À la fin du XVe siècle, après la guerre de Cent Ans, les seigneurs de Fenelo entreprennent des embellissements majeurs : ajout d’une tour circulaire à escalier sur la façade principale, réaménagement de l’église et du château selon un plan typique des maisons fortes de l’époque. En 1466, Guillaume de Montégut rachète le fief et y apporte des modifications, comme l’acquisition de dîmes en 1477. Le château reste dans cette famille jusqu’au XVIIe siècle, où il est acquis par le bourgeois cahorsin Guillaume Baudus (1628). Ses descendants, dont Marie de Baudus (1649–1719), le conservent jusqu’à la Révolution, période où il est vendu comme bien national.
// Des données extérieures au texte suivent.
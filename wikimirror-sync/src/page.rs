//! Copying pages from the source wiki to the destination.
//!
//! ## `sync_page` protocol
//!
//! 1. Read the destination page; skip if it exists and `force` is off.
//! 2. Skip if the destination resolved the title on another wiki.
//! 3. Read the source page. A redirect first syncs its target (same
//!    `force`), so the destination chain stays valid.
//! 4. Write the source text verbatim to the destination.
//!
//! Every error is caught at the item boundary and returned as
//! [`ItemOutcome::Failed`]; a batch never stops on one page.

use std::collections::HashSet;

use wikimirror_core::{ContentProvider, ProviderError, Site, Title, TitleSet};

use crate::error::SyncError;
use crate::orchestrator::Phase;
use crate::outcome::{BatchReport, ItemOutcome, SkipReason};

/// Result of syncing one page and any redirect targets it pulled in.
#[derive(Debug)]
pub struct PageSync {
    pub title: Title,
    pub outcome: ItemOutcome,
    /// Redirect targets synced on behalf of this page, in chain order.
    pub redirects: Vec<PageSync>,
}

impl PageSync {
    /// Writes made for this page and its redirect chain.
    pub fn written(&self) -> usize {
        usize::from(self.outcome.is_written())
            + self.redirects.iter().map(PageSync::written).sum::<usize>()
    }

    /// Flattens the page and its redirect chain into `report`.
    pub fn record_into(self, report: &mut BatchReport) {
        report.record(&self.title, self.outcome);
        for redirect in self.redirects {
            redirect.record_into(report);
        }
    }
}

/// Copies pages between two wikis through one provider.
pub struct PageSynchronizer<'a, P: ?Sized> {
    provider: &'a P,
    src: &'a Site,
    dst: &'a Site,
    force: bool,
    dry_run: bool,
}

impl<'a, P: ContentProvider + ?Sized> PageSynchronizer<'a, P> {
    pub fn new(provider: &'a P, src: &'a Site, dst: &'a Site) -> Self {
        Self {
            provider,
            src,
            dst,
            force: false,
            dry_run: false,
        }
    }

    pub fn force(mut self, force: bool) -> Self {
        self.force = force;
        self
    }

    pub fn dry_run(mut self, dry_run: bool) -> Self {
        self.dry_run = dry_run;
        self
    }

    /// Sync a single page (and its redirect chain).
    pub fn sync_page(&self, title: &Title) -> PageSync {
        let mut visited = HashSet::new();
        self.sync_tracked(title, &mut visited)
    }

    /// Sync every title in iteration order. Failures never stop the batch.
    ///
    /// A title is handled at most once per batch: a redirect target synced
    /// on behalf of an earlier page is not visited again.
    pub fn sync_pages(&self, phase: Phase, titles: &TitleSet) -> BatchReport {
        let total = titles.len();
        let mut report = BatchReport::new(phase);
        let mut handled = HashSet::new();
        for (i, title) in titles.iter().enumerate() {
            tracing::info!("{}/{total} Sync {title}", i + 1);
            if handled.contains(title) {
                tracing::debug!("skip {title}: already handled in this batch");
                continue;
            }
            self.sync_tracked(title, &mut handled)
                .record_into(&mut report);
        }
        report
    }

    fn sync_tracked(&self, title: &Title, visited: &mut HashSet<Title>) -> PageSync {
        visited.insert(title.clone());
        let mut redirects = Vec::new();
        let outcome = match self.copy(title, visited, &mut redirects) {
            Ok(outcome) => outcome,
            Err(err) => {
                tracing::warn!("Error on sync page {title} ({err})");
                ItemOutcome::Failed(err)
            }
        };
        PageSync {
            title: title.clone(),
            outcome,
            redirects,
        }
    }

    fn copy(
        &self,
        title: &Title,
        visited: &mut HashSet<Title>,
        redirects: &mut Vec<PageSync>,
    ) -> Result<ItemOutcome, SyncError> {
        let target = self.provider.get_page(self.dst, title)?;
        if target.exists && !self.force {
            tracing::debug!("skip {title}: exists on {}", self.dst);
            return Ok(ItemOutcome::Skipped(SkipReason::AlreadyExists));
        }
        if target.resolved_site != *self.dst {
            tracing::debug!("skip {title}: resolved on {}", target.resolved_site);
            return Ok(ItemOutcome::Skipped(SkipReason::ForeignSite(
                target.resolved_site,
            )));
        }

        let source = self.provider.get_page(self.src, title)?;
        if !source.exists {
            return Err(ProviderError::missing(self.src, title).into());
        }

        if let Some(next) = source.redirect_target.as_ref().filter(|_| source.is_redirect) {
            if visited.contains(next) {
                tracing::debug!("{title}: redirect target {next} already handled");
            } else {
                redirects.push(self.sync_tracked(next, visited));
            }
        }

        if self.dry_run {
            tracing::info!("[dry-run] would write {title}");
            return Ok(ItemOutcome::WouldWrite);
        }
        let summary = format!("Synchronized from {}", self.src);
        self.provider
            .write_page(self.dst, title, &source.text, &summary)?;
        Ok(ItemOutcome::Written)
    }
}

#[cfg(test)]
mod tests {
    use super::*;
    use wikimirror_core::MemoryProvider;

    fn src() -> Site {
        Site::new("wikipedia", "en")
    }

    fn dst() -> Site {
        Site::new("kiwix", "en")
    }

    fn sync(provider: &MemoryProvider, title: &str, force: bool) -> PageSync {
        let (src, dst) = (src(), dst());
        PageSynchronizer::new(provider, &src, &dst)
            .force(force)
            .sync_page(&Title::new(title))
    }

    #[test]
    fn copies_text_verbatim() {
        let text = "Ünïcode '''bold''' {{Infobox}}\r\n\ttrailing  ";
        let p = MemoryProvider::new().with_page(&src(), "A", text);
        let result = sync(&p, "A", false);
        assert!(matches!(result.outcome, ItemOutcome::Written));
        assert_eq!(p.page_text(&dst(), "A").as_deref(), Some(text));
    }

    #[test]
    fn existing_destination_page_is_skipped_without_force() {
        let p = MemoryProvider::new()
            .with_page(&src(), "A", "new")
            .with_page(&dst(), "A", "old");
        let result = sync(&p, "A", false);
        assert!(matches!(
            result.outcome,
            ItemOutcome::Skipped(SkipReason::AlreadyExists)
        ));
        assert_eq!(p.page_text(&dst(), "A").as_deref(), Some("old"));
    }

    #[test]
    fn force_overwrites_existing_destination_page() {
        let p = MemoryProvider::new()
            .with_page(&src(), "A", "new")
            .with_page(&dst(), "A", "old");
        let result = sync(&p, "A", true);
        assert!(matches!(result.outcome, ItemOutcome::Written));
        assert_eq!(p.page_text(&dst(), "A").as_deref(), Some("new"));
    }

    #[test]
    fn title_resolved_on_another_wiki_is_skipped() {
        let fr = Site::new("kiwix", "fr");
        let p = MemoryProvider::new()
            .with_page(&src(), "fr:Accueil", "x")
            .with_foreign_title(&dst(), "fr:Accueil", &fr);
        let result = sync(&p, "fr:Accueil", true);
        match result.outcome {
            ItemOutcome::Skipped(SkipReason::ForeignSite(site)) => assert_eq!(site, fr),
            other => panic!("expected foreign-site skip, got {other:?}"),
        }
        assert!(p.writes(&dst()).is_empty());
    }

    #[test]
    fn missing_source_page_is_a_failure_not_a_panic() {
        let p = MemoryProvider::new();
        let result = sync(&p, "Ghost", false);
        assert!(matches!(
            result.outcome,
            ItemOutcome::Failed(SyncError::Provider(ProviderError::Missing { .. }))
        ));
    }

    #[test]
    fn redirect_target_is_synced_first() {
        let p = MemoryProvider::new()
            .with_redirect(&src(), "A", "B")
            .with_page(&src(), "B", "B body");
        let result = sync(&p, "A", false);

        assert!(matches!(result.outcome, ItemOutcome::Written));
        assert_eq!(result.redirects.len(), 1);
        assert_eq!(result.redirects[0].title, Title::new("B"));
        assert_eq!(result.written(), 2);
        assert_eq!(p.writes(&dst()), vec![Title::new("B"), Title::new("A")]);
        assert_eq!(p.page_text(&dst(), "B").as_deref(), Some("B body"));
        assert_eq!(p.page_text(&dst(), "A").as_deref(), Some("#REDIRECT [[B]]"));
    }

    #[test]
    fn failed_redirect_target_does_not_fail_the_page() {
        let p = MemoryProvider::new()
            .with_redirect(&src(), "A", "B")
            .with_page(&src(), "B", "B body")
            .with_failing_write(&dst(), "B");
        let result = sync(&p, "A", false);
        assert!(matches!(result.outcome, ItemOutcome::Written));
        assert!(matches!(result.redirects[0].outcome, ItemOutcome::Failed(_)));
        assert_eq!(result.written(), 1);
    }

    #[test]
    fn redirect_loop_terminates() {
        let p = MemoryProvider::new()
            .with_redirect(&src(), "A", "B")
            .with_redirect(&src(), "B", "A");
        let result = sync(&p, "A", true);
        assert_eq!(result.written(), 2);
        assert_eq!(p.writes(&dst()), vec![Title::new("B"), Title::new("A")]);
    }

    #[test]
    fn forced_batch_writes_redirect_target_once() {
        let p = MemoryProvider::new()
            .with_redirect(&src(), "A", "B")
            .with_page(&src(), "B", "B body")
            .with_page(&dst(), "A", "old A")
            .with_page(&dst(), "B", "old B");
        let titles: TitleSet = ["A", "B"].into_iter().collect();
        let (s, d) = (src(), dst());
        let report = PageSynchronizer::new(&p, &s, &d)
            .force(true)
            .sync_pages(Phase::SyncPages, &titles);

        assert_eq!(report.written, 2);
        assert_eq!(report.total(), 2);
        assert_eq!(p.writes(&dst()), vec![Title::new("B"), Title::new("A")]);
        assert_eq!(p.page_text(&dst(), "B").as_deref(), Some("B body"));
    }

    #[test]
    fn dry_run_writes_nothing() {
        let p = MemoryProvider::new()
            .with_redirect(&src(), "A", "B")
            .with_page(&src(), "B", "B body");
        let (s, d) = (src(), dst());
        let result = PageSynchronizer::new(&p, &s, &d)
            .dry_run(true)
            .sync_page(&Title::new("A"));
        assert!(matches!(result.outcome, ItemOutcome::WouldWrite));
        assert_eq!(result.written(), 2);
        assert!(p.writes(&dst()).is_empty());
    }

    #[test]
    fn batch_continues_after_failures_and_is_idempotent() {
        let p = MemoryProvider::new()
            .with_page(&src(), "A", "a")
            .with_page(&src(), "C", "c")
            .with_failing_write(&dst(), "A");
        let titles: TitleSet = ["A", "B", "C"].into_iter().collect();
        let (s, d) = (src(), dst());
        let syncer = PageSynchronizer::new(&p, &s, &d);

        let first = syncer.sync_pages(Phase::SyncPages, &titles);
        assert_eq!(first.written, 1);
        assert_eq!(first.failures.len(), 2);

        let second = syncer.sync_pages(Phase::SyncPages, &titles);
        assert_eq!(second.written, 0);
        assert_eq!(second.skipped, 1);
    }
}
La chapelle attitrée, reconstruite à la même époque que les travaux du château, abrite un décor peint remarquable du début du XVIe siècle, représentant des scènes bibliques comme l’Arrestation du Christ. Classée Monument historique en 2002, elle témoigne de l’importance religieuse du site. Le château, quant à lui, subit des transformations aux XVIIe et XXe siècles, notamment l’ouverture de fenêtres à croisées et la restauration partielle en 1958. Aujourd’hui, il illustre l’évolution architecturale d’une seigneuriale quercynoise, entre Moyen Âge tardif et Renaissance.
Les sources mentionnent également des éléments défensifs médiévaux conservés, comme des portes en tiers-point et des fragments de fenêtres géminées, ainsi que des aménagements intérieurs (cheminée dans la grande salle). Le site, bien que privé, reste un témoignage patrimonial majeur du Lot, lié à l’histoire féodale et religieuse de la région.